//! Shared encoding and comparison helpers.

pub mod coding;
pub mod comparator;
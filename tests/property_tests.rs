//! Property tests for version application and the record encoding.

use std::collections::BTreeSet;
use std::sync::Arc;

use proptest::prelude::*;

use lsm_manifest::{
    default_format_key, BulkVersionEdit, BytewiseComparator, FileMetadata, FileNum, InternalKey,
    KeyKind, ManifestOptions, Version, VersionEdit,
};

/// An L1 file covering keys `[k{lo}, k{lo}a]`, numbered after its key.
fn l1_file(lo: u32, seq: u64) -> Arc<FileMetadata> {
    let mut m = FileMetadata::new(FileNum(lo as u64 + 1), 64 + lo as u64).with_seq_nums(seq, seq);
    m.extend_point_key_bounds(
        &BytewiseComparator::new(),
        InternalKey::new(format!("k{:04}", lo), seq, KeyKind::Set),
        InternalKey::new(format!("k{:04}a", lo), seq, KeyKind::Set),
    );
    m.init_physical_backing();
    Arc::new(m)
}

fn apply(curr: Option<&Version>, ve: &VersionEdit) -> Version {
    let mut bve = BulkVersionEdit::new();
    bve.accumulate(ve).unwrap();
    bve.apply(curr, &ManifestOptions::default(), None).unwrap()
}

fn level_nums(v: &Version, level: usize) -> Vec<u64> {
    v.level(level)
        .slice()
        .files()
        .iter()
        .map(|f| f.file_num.0)
        .collect()
}

fn release(v: &Version) {
    v.add_ref();
    v.release_ref();
}

proptest! {
    #[test]
    fn prop_clone_isolation(
        base in prop::collection::btree_set(0u32..400, 1..80),
        extra in prop::collection::btree_set(400u32..600, 0..40),
        delete_mask in prop::collection::vec(any::<bool>(), 80),
    ) {
        let files: Vec<Arc<FileMetadata>> = base.iter().map(|&k| l1_file(k, 1)).collect();
        let mut ve = VersionEdit::new();
        for f in &files {
            ve.add_file(1, f.clone());
        }
        let v1 = apply(None, &ve);
        let before = level_nums(&v1, 1);

        let mut ve = VersionEdit::new();
        let mut expected: BTreeSet<u64> = before.iter().copied().collect();
        for (f, &del) in files.iter().zip(&delete_mask) {
            if del {
                ve.delete_file(1, f.clone());
                expected.remove(&f.file_num.0);
            }
        }
        let added: Vec<Arc<FileMetadata>> = extra.iter().map(|&k| l1_file(k, 2)).collect();
        for f in &added {
            ve.add_file(1, f.clone());
            expected.insert(f.file_num.0);
        }
        let v2 = apply(Some(&v1), &ve);

        prop_assert_eq!(level_nums(&v1, 1), before);
        prop_assert_eq!(level_nums(&v2, 1), expected.into_iter().collect::<Vec<_>>());
        let cmp = BytewiseComparator::new();
        prop_assert!(v2.check_ordering(&cmp, default_format_key).is_ok());

        release(&v2);
        release(&v1);
    }

    #[test]
    fn prop_refs_return_to_zero(
        base in prop::collection::btree_set(0u32..300, 1..120),
        delete_mask in prop::collection::vec(any::<bool>(), 120),
    ) {
        let files: Vec<Arc<FileMetadata>> = base.iter().map(|&k| l1_file(k, 1)).collect();
        let mut ve = VersionEdit::new();
        for f in &files {
            ve.add_file(1, f.clone());
        }
        let v1 = apply(None, &ve);

        let mut ve = VersionEdit::new();
        let deleted: Vec<&Arc<FileMetadata>> = files
            .iter()
            .zip(&delete_mask)
            .filter_map(|(f, &d)| d.then_some(f))
            .collect();
        for f in &deleted {
            ve.delete_file(1, (*f).clone());
        }
        let v2 = apply(Some(&v1), &ve);

        // Every file is held by some node while either version is live.
        prop_assert!(files.iter().all(|f| f.refs() > 0));
        release(&v2);
        prop_assert!(files.iter().all(|f| f.refs() > 0));
        for f in &deleted {
            prop_assert_eq!(f.latest_refs(), 0);
        }
        release(&v1);
        prop_assert!(files.iter().all(|f| f.refs() == 0));
    }

    #[test]
    fn prop_edit_round_trip(
        keys in prop::collection::btree_set(0u32..1000, 1..30),
        levels in prop::collection::vec(0usize..7, 30),
        last_seq in 1u64..1 << 40,
        log_num in 0u64..1 << 20,
    ) {
        let mut ve = VersionEdit::new();
        ve.last_seq_num = last_seq;
        ve.min_unflushed_log_num = FileNum(log_num);
        for (&k, &level) in keys.iter().zip(&levels) {
            ve.add_file(level, l1_file(k, last_seq));
        }
        let decoded = VersionEdit::decode(&ve.encode().unwrap()).unwrap();
        prop_assert_eq!(decoded, ve);
    }
}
□ □ □ □ □
◆ What is needed
Repeat precisely the lines of the data starting at the one containing "log_num in 0u64..1", last line included.

◆ Output for this task
        log_num in 0u64..1 << 20,
    ) {
        let mut ve = VersionEdit::new();
        ve.last_seq_num = last_seq;
        ve.min_unflushed_log_num = FileNum(log_num);
        for (&k, &level) in keys.iter().zip(&levels) {
            ve.add_file(level, l1_file(k, last_seq));
        }
        let decoded = VersionEdit::decode(&ve.encode().unwrap()).unwrap();
        prop_assert_eq!(decoded, ve);
    }
}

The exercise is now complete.